Metro Padang – Hari masih terbilang pagi, mentari pun masih “malu-malu” menampakan rupa pada Kamis 6 Januari 2022, sekitar jam 07.05 WIB itu. Kendati begitu, kondisi itu tak menjadi halangan untuk melakukan perbincangan santai Ketua Dewan Pimpinan Wilayah (DPW) Perkumpulan Perusahaan Perusahaan Media Online Indonesia (MOI) Provinsi Sumatera Barat (Sumbar) Anul Zufri SH, MH
Sambil menyeruput kopi robusta hasil alam Kabupaten Solok Selatan di sebuah warung di bilangan GOR Haji Agus Salim Padang, Anul Jufri mulai perbincangan terkait aspek kesejahteraan wartawan di Sumbar yang dinilainnya masih rendah.
Dalam penilaian Anul Jufri, Indeks Kemerdekaan Pers (IKP) di Sumbar masih rendah, dan hal itu berdampak pada minimnya tingkat kesejahteraan dan pendidikan wartawan di Sumbar. Namun demikian kata dia menambahkan, kebebasan pers dalam menjalankan tugas jurnalistik skornya masih bagus.
“Sampai hari ini persoalan gaji yang rendah masih menjadi tantangan untuk menjadikan jurnalis profesional dalam menjalankan tugasnya. Perusahaan media semestinya mampu menggaji jurnalisnya minimal sesuai dengan upah minimum provinsi (UMP) yang setiap tahunnya terus naik,” kata Anul.
Hal tersebut kata dia, harus menjadi catatan penting dan menjadi perhatian khusus berbagai kalangan di Sumbar.

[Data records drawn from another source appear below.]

//! Persistence for affected residents.
//!
//! Registry-linked residents are keyed by `(event_id, external_id)`
//! through the partial unique index `affected_residents_registry_key`.
//! Registration is a single `INSERT ... ON CONFLICT ... DO UPDATE`, so two
//! operators registering the same person at once still produce one row.
//!
//! `current_location` is mirrored from the post name inside the same
//! statement that sets `posko_id`.

use chrono::{DateTime, Utc};
use relief_types::{
    Actor, AffectedResident, ConditionCounts, EventId, PostId, ResidentCondition, ResidentFilter,
    ResidentId, ResidentIdentity,
};
use sqlx::PgPool;
use uuid::Uuid;

use crate::codec::{
    age_to_db, condition_from_db, condition_to_db, count_from_db, gender_from_db, gender_to_db,
    special_need_from_db, special_need_to_db,
};
use crate::error::DbError;
use crate::locks::{lock_active_event, lock_post_for_event};
use crate::params::{ConditionChange, RegistryRegistration};

const RESIDENT_COLUMNS: &str = "id, event_id, external_id, full_name, age, gender, address, condition, special_needs, posko_id, current_location, notes, registered_by, updated_by, created_at, updated_at";

/// Operations on the `affected_residents` table.
pub struct ResidentStore<'a> {
    pool: &'a PgPool,
}

impl<'a> ResidentStore<'a> {
    /// Create a new resident store bound to a connection pool.
    pub const fn new(pool: &'a PgPool) -> Self {
        Self { pool }
    }

    /// Insert or update a registry-linked resident by natural key.
    ///
    /// On conflict the condition and post are overwritten, while omitted
    /// notes and special needs keep their stored values. Returns the row
    /// and whether it was newly inserted.
    ///
    /// # Errors
    ///
    /// Returns [`DbError::NotFound`], [`DbError::EventNotActive`] or
    /// [`DbError::PostNotInEvent`] when a precondition fails.
    pub async fn upsert_registry(
        &self,
        reg: &RegistryRegistration,
    ) -> Result<(AffectedResident, bool), DbError> {
        let mut tx = self.pool.begin().await?;
        lock_active_event(&mut tx, reg.event_id).await?;
        lock_post_for_event(&mut tx, reg.posko_id, reg.event_id).await?;

        let sql = format!(
            r"INSERT INTO affected_residents
                (id, event_id, external_id, condition, special_needs, posko_id, current_location,
                 notes, registered_by, updated_by, created_at, updated_at)
              VALUES ($1, $2, $3, $4, $5, $6,
                      COALESCE((SELECT name FROM relief_posts WHERE id = $6), $7),
                      COALESCE($8, ''), $9, $9, $10, $10)
              ON CONFLICT (event_id, external_id) WHERE external_id IS NOT NULL DO UPDATE SET
                condition = EXCLUDED.condition,
                posko_id = EXCLUDED.posko_id,
                special_needs = COALESCE(EXCLUDED.special_needs, affected_residents.special_needs),
                notes = COALESCE($8, affected_residents.notes),
                current_location = CASE
                    WHEN EXCLUDED.posko_id IS NULL THEN affected_residents.current_location
                    ELSE EXCLUDED.current_location
                END,
                updated_by = EXCLUDED.updated_by,
                updated_at = EXCLUDED.updated_at
              RETURNING {RESIDENT_COLUMNS}, (xmax = 0) AS inserted"
        );
        let row = sqlx::query_as::<_, UpsertRow>(&sql)
            .bind(reg.id.into_inner())
            .bind(reg.event_id.into_inner())
            .bind(&reg.external_id)
            .bind(condition_to_db(reg.condition))
            .bind(reg.special_needs.map(special_need_to_db))
            .bind(reg.posko_id.map(PostId::into_inner))
            .bind(&reg.home_location)
            .bind(reg.notes.as_deref())
            .bind(reg.actor.as_str())
            .bind(reg.at)
            .fetch_one(&mut *tx)
            .await?;

        tx.commit().await?;
        Ok((row.resident.into_domain()?, row.inserted))
    }

    /// Insert a manually identified resident.
    ///
    /// # Errors
    ///
    /// Same preconditions as [`Self::upsert_registry`]; returns
    /// [`DbError::Decode`] if the record is not a manual identity.
    pub async fn insert_manual(
        &self,
        resident: &AffectedResident,
    ) -> Result<AffectedResident, DbError> {
        let ResidentIdentity::Manual {
            name,
            age,
            gender,
            address,
        } = &resident.identity
        else {
            return Err(DbError::Decode(String::from(
                "manual insert requires a manual identity",
            )));
        };
        let age = age_to_db(*age)?;

        let mut tx = self.pool.begin().await?;
        lock_active_event(&mut tx, resident.event_id).await?;
        lock_post_for_event(&mut tx, resident.posko_id, resident.event_id).await?;

        let sql = format!(
            r"INSERT INTO affected_residents
                (id, event_id, full_name, age, gender, address, condition, special_needs, posko_id,
                 current_location, notes, registered_by, updated_by, created_at, updated_at)
              VALUES ($1, $2, $3, $4, $5, $6, $7, $8, $9,
                      COALESCE((SELECT name FROM relief_posts WHERE id = $9), $10),
                      $11, $12, $13, $14, $15)
              RETURNING {RESIDENT_COLUMNS}"
        );
        let row = sqlx::query_as::<_, ResidentRow>(&sql)
            .bind(resident.id.into_inner())
            .bind(resident.event_id.into_inner())
            .bind(name)
            .bind(age)
            .bind(gender_to_db(*gender))
            .bind(address)
            .bind(condition_to_db(resident.condition))
            .bind(resident.special_needs.map(special_need_to_db))
            .bind(resident.posko_id.map(PostId::into_inner))
            .bind(&resident.current_location)
            .bind(&resident.notes)
            .bind(resident.registered_by.as_str())
            .bind(resident.updated_by.as_str())
            .bind(resident.created_at)
            .bind(resident.updated_at)
            .fetch_one(&mut *tx)
            .await?;

        tx.commit().await?;
        row.into_domain()
    }

    /// Look up a resident by ID.
    ///
    /// # Errors
    ///
    /// Returns [`DbError::Postgres`] if the query fails.
    pub async fn get(&self, resident_id: ResidentId) -> Result<Option<AffectedResident>, DbError> {
        let sql = format!("SELECT {RESIDENT_COLUMNS} FROM affected_residents WHERE id = $1");
        sqlx::query_as::<_, ResidentRow>(&sql)
            .bind(resident_id.into_inner())
            .fetch_optional(self.pool)
            .await?
            .map(ResidentRow::into_domain)
            .transpose()
    }

    /// Residents of an event matching `filter`, least recently updated first.
    ///
    /// # Errors
    ///
    /// Returns [`DbError::Postgres`] if the query fails.
    pub async fn list(
        &self,
        event_id: EventId,
        filter: &ResidentFilter,
    ) -> Result<Vec<AffectedResident>, DbError> {
        let sql = format!(
            r"SELECT {RESIDENT_COLUMNS} FROM affected_residents
              WHERE event_id = $1
                AND ($2::TEXT IS NULL OR condition = $2)
                AND ($3::UUID IS NULL OR posko_id = $3)
                AND ($4::TIMESTAMPTZ IS NULL OR updated_at >= $4)
              ORDER BY updated_at, id"
        );
        sqlx::query_as::<_, ResidentRow>(&sql)
            .bind(event_id.into_inner())
            .bind(filter.condition.map(condition_to_db))
            .bind(filter.posko_id.map(PostId::into_inner))
            .bind(filter.updated_since)
            .fetch_all(self.pool)
            .await?
            .into_iter()
            .map(ResidentRow::into_domain)
            .collect()
    }

    /// Change a resident's condition and post link.
    ///
    /// # Errors
    ///
    /// Returns [`DbError::NotFound`] for the resident or post, or
    /// [`DbError::PostNotInEvent`].
    pub async fn update_condition(
        &self,
        change: &ConditionChange,
    ) -> Result<AffectedResident, DbError> {
        let mut tx = self.pool.begin().await?;

        let event_id: Uuid =
            sqlx::query_scalar(r"SELECT event_id FROM affected_residents WHERE id = $1 FOR UPDATE")
                .bind(change.resident_id.into_inner())
                .fetch_optional(&mut *tx)
                .await?
                .ok_or_else(|| DbError::not_found("resident", change.resident_id))?;
        lock_post_for_event(&mut tx, change.posko_id, EventId::from(event_id)).await?;

        let sql = format!(
            r"UPDATE affected_residents
              SET condition = $2,
                  posko_id = $3,
                  current_location = COALESCE(
                      (SELECT name FROM relief_posts WHERE id = $3),
                      current_location
                  ),
                  updated_by = $4,
                  updated_at = $5
              WHERE id = $1
              RETURNING {RESIDENT_COLUMNS}"
        );
        let row = sqlx::query_as::<_, ResidentRow>(&sql)
            .bind(change.resident_id.into_inner())
            .bind(condition_to_db(change.condition))
            .bind(change.posko_id.map(PostId::into_inner))
            .bind(change.actor.as_str())
            .bind(change.at)
            .fetch_one(&mut *tx)
            .await?;

        tx.commit().await?;
        row.into_domain()
    }

    /// Set the free-text location of a resident not linked to a post.
    ///
    /// # Errors
    ///
    /// Returns [`DbError::NotFound`] or [`DbError::ResidentLinked`].
    pub async fn update_location(
        &self,
        resident_id: ResidentId,
        location: &str,
        actor: &Actor,
        at: DateTime<Utc>,
    ) -> Result<AffectedResident, DbError> {
        let sql = format!(
            r"UPDATE affected_residents
              SET current_location = $2, updated_by = $3, updated_at = $4
              WHERE id = $1 AND posko_id IS NULL
              RETURNING {RESIDENT_COLUMNS}"
        );
        let row = sqlx::query_as::<_, ResidentRow>(&sql)
            .bind(resident_id.into_inner())
            .bind(location)
            .bind(actor.as_str())
            .bind(at)
            .fetch_optional(self.pool)
            .await?;

        match row {
            Some(row) => row.into_domain(),
            None if self.get(resident_id).await?.is_some() => {
                Err(DbError::ResidentLinked { resident_id })
            }
            None => Err(DbError::not_found("resident", resident_id)),
        }
    }

    /// Hard-delete a resident.
    ///
    /// # Errors
    ///
    /// Returns [`DbError::NotFound`] if no row was deleted.
    pub async fn delete(&self, resident_id: ResidentId) -> Result<(), DbError> {
        let deleted = sqlx::query(r"DELETE FROM affected_residents WHERE id = $1")
            .bind(resident_id.into_inner())
            .execute(self.pool)
            .await?
            .rows_affected();
        if deleted == 0 {
            return Err(DbError::not_found("resident", resident_id));
        }
        Ok(())
    }

    /// Resident counts per condition for an event (zero-filled).
    ///
    /// # Errors
    ///
    /// Returns [`DbError::Postgres`] if the query fails, or
    /// [`DbError::Decode`] for an unknown stored condition.
    pub async fn counts_by_condition(&self, event_id: EventId) -> Result<ConditionCounts, DbError> {
        let rows: Vec<(String, i64)> = sqlx::query_as(
            r"SELECT condition, COUNT(*) FROM affected_residents WHERE event_id = $1 GROUP BY condition",
        )
        .bind(event_id.into_inner())
        .fetch_all(self.pool)
        .await?;

        let mut counts: ConditionCounts =
            ResidentCondition::ALL.into_iter().map(|c| (c, 0)).collect();
        for (condition, count) in rows {
            counts.insert(condition_from_db(&condition)?, count_from_db(count));
        }
        Ok(counts)
    }
}

/// A row from the `affected_residents` table.
#[derive(Debug, Clone, sqlx::FromRow)]
struct ResidentRow {
    id: Uuid,
    event_id: Uuid,
    external_id: Option<String>,
    full_name: Option<String>,
    age: Option<i32>,
    gender: Option<String>,
    address: Option<String>,
    condition: String,
    special_needs: Option<String>,
    posko_id: Option<Uuid>,
    current_location: String,
    notes: String,
    registered_by: String,
    updated_by: String,
    created_at: DateTime<Utc>,
    updated_at: DateTime<Utc>,
}

/// A resident row returned by the upsert, with its insert flag.
#[derive(Debug, Clone, sqlx::FromRow)]
struct UpsertRow {
    #[sqlx(flatten)]
    resident: ResidentRow,
    inserted: bool,
}

impl ResidentRow {
    fn into_domain(self) -> Result<AffectedResident, DbError> {
        let identity = match (
            self.external_id,
            self.full_name,
            self.age,
            self.gender,
            self.address,
        ) {
            (Some(external_id), None, None, None, None) => {
                ResidentIdentity::RegistryLinked { external_id }
            }
            (None, Some(name), Some(age), Some(gender), Some(address)) => {
                ResidentIdentity::Manual {
                    name,
                    age: u32::try_from(age)
                        .map_err(|e| DbError::Decode(format!("age out of range: {age} ({e})")))?,
                    gender: gender_from_db(&gender)?,
                    address,
                }
            }
            _ => {
                return Err(DbError::Decode(format!(
                    "resident {} has an ambiguous identity",
                    self.id
                )));
            }
        };

        Ok(AffectedResident {
            id: ResidentId::from(self.id),
            event_id: EventId::from(self.event_id),
            identity,
            condition: condition_from_db(&self.condition)?,
            special_needs: self
                .special_needs
                .as_deref()
                .map(special_need_from_db)
                .transpose()?,
            posko_id: self.posko_id.map(PostId::from),
            current_location: self.current_location,
            notes: self.notes,
            registered_by: Actor(self.registered_by),
            updated_by: Actor(self.updated_by),
            created_at: self.created_at,
            updated_at: self.updated_at,
        })
    }
}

“Hal tersebut harus menjadi perhatian semua tanpa menyalahkan siapapun. Ini menjadi bagian penting dari tugas komunitas publik dan media jurnalistik itu sendiri,” ujarnya.
Namun demikian, kata pria yang berhasil mempertahankan tesis S2-nya berjudul Pertanggung Jawaban Perusahaan Pers Terhadap Kesejahteraan Wartawan di Kota Padang di hadapan empat orang profesor bidang hukum dengan nilai sangat bagus ini pada tahun 2018 itu, hal ini mungkin bisa diatasi bila seorang kepala negara maupun kepala daerah memiliki perhatian khusus terhadap kondisi ini, paling tidak ia memahami beratnya tugas dan tantangan seorang wartawan di lapangan.
“Bila kepala negara atau kepala daerah memiliki pengetahuan atau memiliki pengalaman pernah menjadi wartawan, maka ia tentu akan memiliki perhatian terhadap hal ini. Ini sangat memungkinkan terjadi, karena sejarah mencatat jika tiga Presiden Republik Indonesia memiliki segudang pengalaman di bidang jurnalistik, yaitu Presiden Soekarno, BJ Habibie, dan Gus Dur,” kata Anul dengan mimik serius.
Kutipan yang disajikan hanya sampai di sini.